The researchers used large-scale simulations of neutrinos in cosmic relics, combined with N-body simulations of cold dark matter. Their largest simulation spanned 400 trillion grids and 330 billion celestial bodies, “accurately reproduced the nonlinear dynamics of neutrinos in the universe.” After optimization on “Fuyue”, the researchers expanded 147,456 Nodes, showing up to 96% weak scaling and up to 93% strong scaling.

Full-volume simulation of symplectic structure particles with 111.3 trillion particles and 25.7 billion grids in tokamak plasma

Tokamak, a toroidal container that uses magnetic confinement to achieve controlled nuclear fusion. More than a dozen researchers from China used the new Sunway system to simulate the tokamak’s full-volume confined toroidal plasma. These simulations reached 111.3 trillion particles and 25.7 billion grids, achieving sustained performance of more than 201 petaflops double precision, and the fastest iteration step number reached 298.2.
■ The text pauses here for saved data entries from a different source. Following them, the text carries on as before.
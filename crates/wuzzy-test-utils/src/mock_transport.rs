// SPDX-FileCopyrightText: 2026 Wuzzy Contributors
// SPDX-License-Identifier: MIT OR Apache-2.0

//! Mock analytics API for deterministic testing.
//!
//! `MockTransport` implements `AnalyticsTransport` with scripted responses,
//! recording every request so tests can assert exactly what was sent.

use std::collections::VecDeque;
use std::sync::atomic::{AtomicUsize, Ordering};
use std::sync::{Arc, Mutex};

use async_trait::async_trait;
use tokio::sync::Notify;
use wuzzy_core::{
    AnalyticsError, AnalyticsTransport, BatchOutcome, SessionInitError, SessionInitRequest,
    SessionInitResponse, UbiQuery,
};

/// Holds the next batch request in flight until released.
#[derive(Clone)]
pub struct BatchGate {
    started: Arc<Notify>,
    release: Arc<Notify>,
}

impl BatchGate {
    /// Resolves once the held batch request has been sent.
    pub async fn started(&self) {
        self.started.notified().await;
    }

    /// Lets the held request complete.
    pub fn release(&self) {
        self.release.notify_one();
    }
}

/// A scripted analytics API.
///
/// Batch outcomes and session responses are popped from FIFO queues. When a
/// queue is empty, batches succeed and sessions are issued as `session-N`.
#[derive(Default)]
pub struct MockTransport {
    batch_outcomes: Mutex<VecDeque<BatchOutcome>>,
    session_responses: Mutex<VecDeque<Result<SessionInitResponse, SessionInitError>>>,
    update_failures: Mutex<VecDeque<String>>,
    batches: Mutex<Vec<Vec<UbiQuery>>>,
    session_requests: Mutex<Vec<SessionInitRequest>>,
    session_updates: Mutex<Vec<(String, String)>>,
    gate: Mutex<Option<BatchGate>>,
    issued_sessions: AtomicUsize,
}

impl MockTransport {
    pub fn new() -> Self {
        Self::default()
    }

    /// Queue outcomes for the next batch requests.
    pub fn push_batch_outcomes(&self, outcomes: impl IntoIterator<Item = BatchOutcome>) {
        self.batch_outcomes.lock().unwrap().extend(outcomes);
    }

    /// Fail the next `n` batches with a retryable error.
    pub fn fail_next_batches(&self, n: usize) {
        self.push_batch_outcomes((0..n).map(|i| BatchOutcome::transport_failure(format!("down {i}"))));
    }

    /// Queue a response for the next session init request.
    pub fn push_session_response(&self, response: Result<SessionInitResponse, SessionInitError>) {
        self.session_responses.lock().unwrap().push_back(response);
    }

    /// Make the next session update fail.
    pub fn fail_next_update(&self, reason: &str) {
        self.update_failures.lock().unwrap().push_back(reason.to_string());
    }

    /// Hold the next batch request until the returned gate is released.
    pub fn hold_next_batch(&self) -> BatchGate {
        let gate = BatchGate {
            started: Arc::new(Notify::new()),
            release: Arc::new(Notify::new()),
        };
        *self.gate.lock().unwrap() = Some(gate.clone());
        gate
    }

    /// Every batch sent so far.
    pub fn batches(&self) -> Vec<Vec<UbiQuery>> {
        self.batches.lock().unwrap().clone()
    }

    pub fn batch_count(&self) -> usize {
        self.batches.lock().unwrap().len()
    }

    pub fn session_requests(&self) -> Vec<SessionInitRequest> {
        self.session_requests.lock().unwrap().clone()
    }

    /// `(session_id, wallet_address)` for every session update.
    pub fn session_updates(&self) -> Vec<(String, String)> {
        self.session_updates.lock().unwrap().clone()
    }
}

/// A successful session response for `session_id`.
pub fn session_response(session_id: &str) -> SessionInitResponse {
    SessionInitResponse {
        session_id: session_id.to_string(),
        client_id: format!("wuzzy-site@1.0.0@{session_id}"),
        message: None,
    }
}

#[async_trait]
impl AnalyticsTransport for MockTransport {
    async fn init_session(
        &self,
        request: &SessionInitRequest,
    ) -> Result<SessionInitResponse, SessionInitError> {
        self.session_requests.lock().unwrap().push(request.clone());
        let scripted = self.session_responses.lock().unwrap().pop_front();
        scripted.unwrap_or_else(|| {
            let n = self.issued_sessions.fetch_add(1, Ordering::SeqCst) + 1;
            Ok(session_response(&format!("session-{n}")))
        })
    }

    async fn update_session(
        &self,
        session_id: &str,
        wallet_address: &str,
    ) -> Result<(), AnalyticsError> {
        self.session_updates
            .lock()
            .unwrap()
            .push((session_id.to_string(), wallet_address.to_string()));
        match self.update_failures.lock().unwrap().pop_front() {
            Some(reason) => Err(AnalyticsError::Transport {
                message: reason,
                source: None,
            }),
            None => Ok(()),
        }
    }

    async fn send_batch(&self, queries: &[UbiQuery]) -> BatchOutcome {
        self.batches.lock().unwrap().push(queries.to_vec());

        let gate = self.gate.lock().unwrap().take();
        if let Some(gate) = gate {
            gate.started.notify_one();
            gate.release.notified().await;
        }

        self.batch_outcomes
            .lock()
            .unwrap()
            .pop_front()
            .unwrap_or(BatchOutcome::Success)
    }
}

#[cfg(test)]
mod tests {
    use super::*;

    fn request() -> SessionInitRequest {
        SessionInitRequest {
            client_name: "wuzzy-site".into(),
            client_version: "1.0.0".into(),
            wallet_address: None,
        }
    }

    #[tokio::test]
    async fn issues_sequential_sessions_by_default() {
        let transport = MockTransport::new();
        assert_eq!(
            transport.init_session(&request()).await.unwrap().session_id,
            "session-1"
        );
        assert_eq!(
            transport.init_session(&request()).await.unwrap().session_id,
            "session-2"
        );
        assert_eq!(transport.session_requests().len(), 2);
    }

    #[tokio::test]
    async fn scripted_outcomes_then_success() {
        let transport = MockTransport::new();
        transport.fail_next_batches(1);
        assert!(matches!(
            transport.send_batch(&[]).await,
            BatchOutcome::Retryable { .. }
        ));
        assert!(transport.send_batch(&[]).await.is_success());
        assert_eq!(transport.batch_count(), 2);
    }

    #[tokio::test]
    async fn gate_holds_batch_until_released() {
        let transport = Arc::new(MockTransport::new());
        let gate = transport.hold_next_batch();

        let sender = transport.clone();
        let handle = tokio::spawn(async move { sender.send_batch(&[]).await });

        gate.started().await;
        assert_eq!(transport.batch_count(), 1);
        assert!(!handle.is_finished());
        gate.release();
        assert!(handle.await.unwrap().is_success());
    }
}
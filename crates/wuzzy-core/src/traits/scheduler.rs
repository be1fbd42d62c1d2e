// SPDX-FileCopyrightText: 2026 Wuzzy Contributors
// SPDX-License-Identifier: MIT OR Apache-2.0

//! Timer scheduling abstraction.

use std::time::Duration;

use strum::Display;

/// The timers a delivery queue can have pending.
#[derive(Debug, Clone, Copy, PartialEq, Eq, Hash, Display)]
#[strum(serialize_all = "lowercase")]
pub enum TimerId {
    /// Periodic flush armed after an `add` below batch size.
    Flush,
    /// Backoff timer armed after a failed delivery.
    Retry,
}

/// Arms and cancels one-shot timers.
///
/// When a timer fires, the owner of the scheduler is expected to call back
/// into the queue with the same [`TimerId`]. Scheduling a timer that is
/// already pending replaces it.
pub trait Scheduler: Send + Sync + 'static {
    fn schedule_after(&self, delay: Duration, timer: TimerId);

    /// Cancels a pending timer. Cancelling an idle timer is a no-op.
    fn cancel(&self, timer: TimerId);
}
·Ab Initio quantum Raman spectroscopy simulation of China’s leading high-performance computing system

This research also uses the new Shenwei Exascale System to push Raman spectroscopy-a structural fingerprint-to new limits. The dozens of researchers from China explained that “Raman spectroscopy provides chemical and compositional information, which can be used as a structural fingerprint of various materials. Therefore, the simulation of Raman spectroscopy including quantum perturbation analysis and ground state calculations All are of great significance.” The full quantum mechanical simulation of the Raman spectra of biological materials has proved to be particularly difficult. Here, the researchers conducted “fast, accurate, and massively parallel real biological system Raman spectroscopy all ab initio simulations.” , Up to 3006 atoms, 468.5 petaflops for double precision, and 813.7 petaflops for mixed half-precision, which shows “the new application potential of the QM method in biological systems”.

·Billion-atom molecular dynamics simulation of carbon under extreme conditions and experimental time and length scales

These researchers observed the BC8 phase of carbon “long-term search” under extreme pressure and temperature. To this end, they ran on the U.S. Leadership Summit system, commanded 4650 nodes within 24 hours, and demonstrated the “SNAP [分子动力学] Unprecedented scalability and unparalleled real-world performance.” Represents the simulation of physical time in nanoseconds. The simulation has achieved a parallel efficiency of more than 97% and a peak computing power of 50 petaflops. Molecular dynamics simulation. According to the researchers, this record is 6.2 million atomic steps per node second, which is 22.9 times the previous record.